--- RECORDS TO USE ---
------------------------------

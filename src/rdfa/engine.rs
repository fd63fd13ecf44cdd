use super::RdfaEngine;
use crate::extractors::{attr_tokens, resolve_url, text_content};
use crate::factory::{RawItem, RawValue};
use crate::jsonld::{is_absolute, parse_prefix};
use crate::model::{normalize_language, Iri};
use once_cell::sync::Lazy;
use scraper::{ElementRef, Html};
use std::collections::HashMap;
use url::Url;

/// Prefixes available without declaration
/// (https://www.w3.org/2011/rdfa-context/rdfa-1.1)
static INITIAL_PREFIXES: Lazy<HashMap<&'static str, &'static str>> = Lazy::new(|| {
    [
        ("cc", "http://creativecommons.org/ns#"),
        ("dc", "http://purl.org/dc/terms/"),
        ("dcterms", "http://purl.org/dc/terms/"),
        ("foaf", "http://xmlns.com/foaf/0.1/"),
        ("gr", "http://purl.org/goodrelations/v1#"),
        ("og", "http://ogp.me/ns#"),
        ("owl", "http://www.w3.org/2002/07/owl#"),
        ("rdf", "http://www.w3.org/1999/02/22-rdf-syntax-ns#"),
        ("rdfs", "http://www.w3.org/2000/01/rdf-schema#"),
        ("schema", "http://schema.org/"),
        ("sioc", "http://rdfs.org/sioc/ns#"),
        ("skos", "http://www.w3.org/2004/02/skos/core#"),
        ("vcard", "http://www.w3.org/2006/vcard/ns#"),
        ("xhv", "http://www.w3.org/1999/xhtml/vocab#"),
        ("xsd", "http://www.w3.org/2001/XMLSchema#"),
    ]
    .into_iter()
    .collect()
});

/// Vocabulary, prefixes and language in scope of an element
#[derive(Debug, Clone, Default)]
struct EvaluationContext {
    vocab: Option<String>,
    prefixes: HashMap<String, String>,
    language: Option<String>,
}

impl EvaluationContext {
    fn derive(&self, element: &ElementRef) -> Self {
        let el = element.value();
        let mut ctx = self.clone();
        if let Some(vocab) = el.attr("vocab") {
            let vocab = vocab.trim();
            ctx.vocab = (!vocab.is_empty()).then(|| vocab.to_string());
        }
        if let Some(prefix) = el.attr("prefix") {
            let mut tokens = prefix.split_ascii_whitespace();
            while let Some(name) = tokens.next() {
                let (Some(name), Some(iri)) = (name.strip_suffix(':'), tokens.next()) else {
                    break;
                };
                ctx.prefixes.insert(name.to_ascii_lowercase(), iri.to_string());
            }
        }
        if let Some(lang) = el.attr("lang").or_else(|| el.attr("xml:lang")) {
            ctx.language = normalize_language(lang);
        }
        ctx
    }

    /// Expand a term, compact IRI or absolute IRI
    fn expand(&self, name: &str) -> Iri {
        if let Some((prefix, local)) = parse_prefix(name) {
            let vocabulary = self
                .prefixes
                .get(&prefix.to_ascii_lowercase())
                .map(String::as_str)
                .or_else(|| INITIAL_PREFIXES.get(prefix).copied());
            if let Some(vocabulary) = vocabulary {
                return Iri::new(vocabulary, local);
            }
        }
        if is_absolute(name) {
            return Iri::from_url(name);
        }
        match &self.vocab {
            Some(vocab) => Iri::new(vocab.as_str(), name),
            None => Iri::unprofiled(name),
        }
    }
}

/// The default RDFa Lite engine
#[derive(Debug, Clone, Copy, Default)]
pub struct RdfaLiteEngine;

impl RdfaEngine for RdfaLiteEngine {
    fn parse(&self, document: &Html, base: &Url) -> Vec<RawItem> {
        let walker = Walker { base };
        let mut items = Vec::new();
        walker.walk(document.root_element(), &EvaluationContext::default(), None, &mut items);
        items
    }
}

struct Walker<'b> {
    base: &'b Url,
}

impl Walker<'_> {
    fn walk(
        &self,
        element: ElementRef,
        parent: &EvaluationContext,
        mut subject: Option<&mut RawItem>,
        items: &mut Vec<RawItem>,
    ) {
        let ctx = parent.derive(&element);
        let properties: Vec<Iri> = attr_tokens(&element, "property")
            .into_iter()
            .map(|p| ctx.expand(p))
            .collect();

        if element.value().attr("typeof").is_some() {
            let mut item = RawItem {
                types: attr_tokens(&element, "typeof")
                    .into_iter()
                    .map(|t| ctx.expand(t))
                    .collect(),
                id: element
                    .value()
                    .attr("resource")
                    .or_else(|| element.value().attr("about"))
                    .map(|id| resolve_url(self.base, id)),
                language: ctx.language.clone(),
                ..Default::default()
            };
            for child in element.children().filter_map(ElementRef::wrap) {
                self.walk(child, &ctx, Some(&mut item), items);
            }

            match subject {
                Some(subject) if !properties.is_empty() => {
                    for property in properties {
                        subject.push_property(property, RawValue::Item(item.clone()));
                    }
                }
                _ => items.push(item),
            }
            return;
        }

        if let Some(subject) = subject.as_deref_mut() {
            if !properties.is_empty() {
                let value = self.value(&element, &ctx);
                for property in properties {
                    subject.push_property(property, value.clone());
                }
            }
        }

        for child in element.children().filter_map(ElementRef::wrap) {
            self.walk(child, &ctx, subject.as_deref_mut(), items);
        }
    }

    /// Value of a `property` element without `typeof`
    fn value(&self, element: &ElementRef, ctx: &EvaluationContext) -> RawValue {
        let el = element.value();
        let literal = |text: String| RawValue::Text {
            text,
            language: ctx.language.clone(),
        };

        if let Some(content) = el.attr("content") {
            return literal(content.trim().to_string());
        }
        let link = match el.name() {
            _ if el.attr("resource").is_some() => el.attr("resource"),
            "a" | "area" | "link" => el.attr("href"),
            "audio" | "embed" | "iframe" | "img" | "source" | "track" | "video" => el.attr("src"),
            "object" => el.attr("data"),
            _ => None,
        };
        if let Some(link) = link {
            return RawValue::text(resolve_url(self.base, link));
        }
        if let (Some(datetime), "time") = (el.attr("datetime"), el.name()) {
            return RawValue::text(datetime.trim());
        }
        literal(text_content(element))
    }
}

#[cfg(test)]
mod tests {
    use super::*;

    fn parse(html: &str) -> Vec<RawItem> {
        let base = Url::parse("https://example.com/").unwrap();
        RdfaLiteEngine.parse(&Html::parse_document(html), &base)
    }

    fn values<'i>(item: &'i RawItem, name: &Iri) -> &'i [RawValue] {
        &item.properties.iter().find(|p| p.iri == *name).unwrap().values
    }

    fn schema(name: &str) -> Iri {
        Iri::new("http://schema.org/", name)
    }

    #[test]
    fn test_vocab_and_nested_items() {
        let items = parse(
            r##"<div vocab="http://schema.org/" typeof="Person" resource="#jane" lang="en">
                <span property="name">Jane</span>
                <a property="url" href="/jane">home</a>
                <div property="address" typeof="PostalAddress">
                    <span property="addressLocality">Berlin</span>
                </div>
                <time property="birthDate" datetime="1990-01-01">1 Jan</time>
            </div>"##,
        );
        assert_eq!(items.len(), 1);
        let person = &items[0];
        assert_eq!(person.types, vec![schema("Person")]);
        assert_eq!(person.id.as_deref(), Some("https://example.com/#jane"));
        assert_eq!(
            values(person, &schema("name")),
            &[RawValue::Text {
                text: "Jane".to_string(),
                language: Some("en".to_string())
            }]
        );
        assert_eq!(values(person, &schema("url")), &[RawValue::text("https://example.com/jane")]);
        assert_eq!(values(person, &schema("birthDate")), &[RawValue::text("1990-01-01")]);

        match &values(person, &schema("address"))[0] {
            RawValue::Item(address) => {
                assert_eq!(address.types, vec![schema("PostalAddress")]);
                assert_eq!(address.properties.len(), 1);
            }
            other => panic!("unexpected {:?}", other),
        }
    }

    #[test]
    fn test_prefixes() {
        let items = parse(
            r#"<div prefix="ex: http://example.org/ns#" typeof="foaf:Document">
                <span property="ex:title dc:title">Doc</span>
                <meta property="http://purl.org/dc/terms/creator" content="Jane">
            </div>"#,
        );
        let doc = &items[0];
        assert_eq!(doc.types, vec![Iri::new("http://xmlns.com/foaf/0.1/", "Document")]);
        assert_eq!(doc.properties[0].iri, Iri::new("http://example.org/ns#", "title"));
        assert_eq!(doc.properties[1].iri, Iri::new("http://purl.org/dc/terms/", "title"));
        assert_eq!(doc.properties[2].iri, Iri::new("http://purl.org/dc/terms/", "creator"));
        assert_eq!(doc.properties[2].values[0], RawValue::text("Jane"));
    }

    #[test]
    fn test_unrelated_typeof_is_top_level() {
        let items = parse(
            r#"<section vocab="http://schema.org/" typeof="Blog">
                <article typeof="BlogPosting"><h1 property="headline">Hi</h1></article>
                <span property="name">Blog</span>
            </section>
            <p property="name">no subject</p>"#,
        );
        assert_eq!(items.len(), 2);
        assert_eq!(items[0].types, vec![schema("BlogPosting")]);
        assert_eq!(items[1].types, vec![schema("Blog")]);
        assert_eq!(items[1].properties.len(), 1);
    }
}
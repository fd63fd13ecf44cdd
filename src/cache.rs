//! Document cache port

use std::collections::HashMap;

/// Pluggable key to document store
pub trait DocumentCache: Send {
    fn get(&self, key: &str) -> Option<String>;
    fn set(&mut self, key: &str, value: String);
    fn clear(&mut self);
}

/// In-memory cache, the default backend
#[derive(Debug, Clone, Default)]
pub struct MemoryCache {
    entries: HashMap<String, String>,
}

impl MemoryCache {
    pub fn new() -> Self {
        Self::default()
    }

    pub fn len(&self) -> usize {
        self.entries.len()
    }

    pub fn is_empty(&self) -> bool {
        self.entries.is_empty()
    }
}

impl DocumentCache for MemoryCache {
    fn get(&self, key: &str) -> Option<String> {
        self.entries.get(key).cloned()
    }

    fn set(&mut self, key: &str, value: String) {
        self.entries.insert(key.to_string(), value);
    }

    fn clear(&mut self) {
        self.entries.clear();
    }
}
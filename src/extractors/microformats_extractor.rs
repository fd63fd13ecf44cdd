//! Microformats extraction
//!
//! Runs a [`MicroformatsEngine`] and maps its parse tree onto items under the
//! microformats profile. The document's `rel` links and alternates are kept
//! for the item object model.

use crate::error::Result;
use crate::extractors::FormatParser;
use crate::factory::{ParsingResult, RawItem, RawValue};
use crate::format::Format;
use crate::logger::SharedLogger;
use crate::microformats::{Document, Mf2Engine, Mf2Item, MicroformatsEngine, PropertyValue};
use crate::model::{AlternateResource, Iri, RelValue, MICROFORMATS_PROFILE};
use scraper::Html;
use std::collections::BTreeMap;
use url::Url;

pub struct MicroformatsExtractor {
    base: Url,
    logger: SharedLogger,
    engine: Box<dyn MicroformatsEngine>,
    rels: BTreeMap<String, Vec<RelValue>>,
    alternates: Vec<AlternateResource>,
}

impl MicroformatsExtractor {
    pub fn new(base: Url, logger: SharedLogger) -> Self {
        Self::with_engine(base, logger, Box::new(Mf2Engine))
    }

    pub fn with_engine(base: Url, logger: SharedLogger, engine: Box<dyn MicroformatsEngine>) -> Self {
        Self {
            base,
            logger,
            engine,
            rels: BTreeMap::new(),
            alternates: Vec::new(),
        }
    }

    /// `rel` declarations of the last parsed document
    pub fn rels(&self) -> &BTreeMap<String, Vec<RelValue>> {
        &self.rels
    }

    /// Alternate resources of the last parsed document
    pub fn alternates(&self) -> &[AlternateResource] {
        &self.alternates
    }

    pub fn into_links(self) -> (BTreeMap<String, Vec<RelValue>>, Vec<AlternateResource>) {
        (self.rels, self.alternates)
    }

    fn keep_links(&mut self, parsed: &Document) {
        self.rels = parsed
            .rels
            .iter()
            .map(|(rel, urls)| (rel.clone(), urls.iter().map(RelValue::new).collect()))
            .collect();
        self.alternates = parsed
            .alternates
            .iter()
            .map(|alt| AlternateResource {
                url: alt.url.clone(),
                media_type: alt.media_type.clone(),
                media: alt.media.clone(),
                hreflang: alt.hreflang.clone(),
                title: alt.title.clone(),
            })
            .collect();
    }
}

impl FormatParser for MicroformatsExtractor {
    fn format(&self) -> Format {
        Format::Microformats
    }

    fn parse(&mut self, document: &Html) -> Result<ParsingResult> {
        let parsed = self.engine.parse(document, &self.base);
        self.keep_links(&parsed);

        let items: Vec<RawItem> = parsed.items.into_iter().map(raw_item).collect();
        self.logger.debug(
            "microformats items",
            &[
                ("count", items.len().to_string().as_str()),
                ("rels", self.rels.len().to_string().as_str()),
            ],
        )?;
        ParsingResult::new(Format::Microformats, items, Vec::new(), &*self.logger)
    }
}

fn mf(name: &str) -> Iri {
    Iri::new(MICROFORMATS_PROFILE, name)
}

fn raw_item(item: Mf2Item) -> RawItem {
    let mut raw = RawItem {
        types: item.types.iter().map(|t| mf(t)).collect(),
        id: item.id,
        language: item.lang,
        value: item.value,
        children: item.children.into_iter().map(raw_item).collect(),
        ..Default::default()
    };
    for (name, values) in item.properties {
        let iri = mf(&name);
        for value in values {
            raw.push_property(iri.clone(), raw_value(value));
        }
    }
    raw
}

fn raw_value(value: PropertyValue) -> RawValue {
    match value {
        PropertyValue::Text(text) => RawValue::text(text),
        PropertyValue::Html { html, value } => RawValue::Alternates(vec![
            ("html".to_string(), RawValue::text(html)),
            ("value".to_string(), RawValue::text(value)),
        ]),
        PropertyValue::Item(item) => RawValue::Item(raw_item(item)),
    }
}
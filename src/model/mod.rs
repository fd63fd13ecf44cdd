//! Canonical item graph
//!
//! Every format adapter ends up producing the same model: [`Item`]s keyed by
//! [`Iri`]s, holding [`Value`]s in an alias-aware [`PropertyList`].

mod alias;
mod iri;
mod item;
mod object_model;
mod property_list;
mod value;

pub use alias::*;
pub use iri::*;
pub use item::*;
pub use object_model::*;
pub use property_list::*;
pub use value::*;
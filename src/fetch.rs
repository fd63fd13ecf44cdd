//! Blocking HTTP fetching of documents and JSON-LD contexts

use crate::config::ParserConfig;
use crate::error::{Error, Result};

/// Build the HTTP agent used for every fetch of one parser
pub fn build_agent(config: &ParserConfig) -> ureq::Agent {
    ureq::Agent::new_with_config(
        ureq::Agent::config_builder()
            .timeout_global(Some(std::time::Duration::from_secs(config.timeout_secs)))
            .user_agent(config.user_agent.as_str())
            .build(),
    )
}

/// GET `url` and return the body as text
pub fn fetch_text(agent: &ureq::Agent, url: &str, accept: &str) -> Result<String> {
    tracing::debug!(url, "fetching");

    let fetch_error = |message: String| Error::Fetch {
        url: url.to_string(),
        message,
    };

    match agent.get(url).header("Accept", accept).call() {
        Ok(resp) => {
            if resp.status().is_success() {
                resp.into_body()
                    .read_to_string()
                    .map_err(|e| fetch_error(format!("Failed to read body: {}", e)))
            } else {
                Err(fetch_error(format!("HTTP {}", resp.status())))
            }
        }
        Err(e) => Err(fetch_error(e.to_string())),
    }
}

------------------------------

--- WHAT TO DO ---
Return each line of the records above in which the word "values" occurs.

--- EXERCISE OUTPUT ---
    fn values<'i>(item: &'i RawItem, name: &Iri) -> &'i [RawValue] {
        &item.properties.iter().find(|p| p.iri == *name).unwrap().values
            values(person, &schema("name")),
        assert_eq!(values(person, &schema("url")), &[RawValue::text("https://example.com/jane")]);
        assert_eq!(values(person, &schema("birthDate")), &[RawValue::text("1990-01-01")]);
        match &values(person, &schema("address"))[0] {
        assert_eq!(doc.properties[2].values[0], RawValue::text("Jane"));
    for (name, values) in item.properties {
        for value in values {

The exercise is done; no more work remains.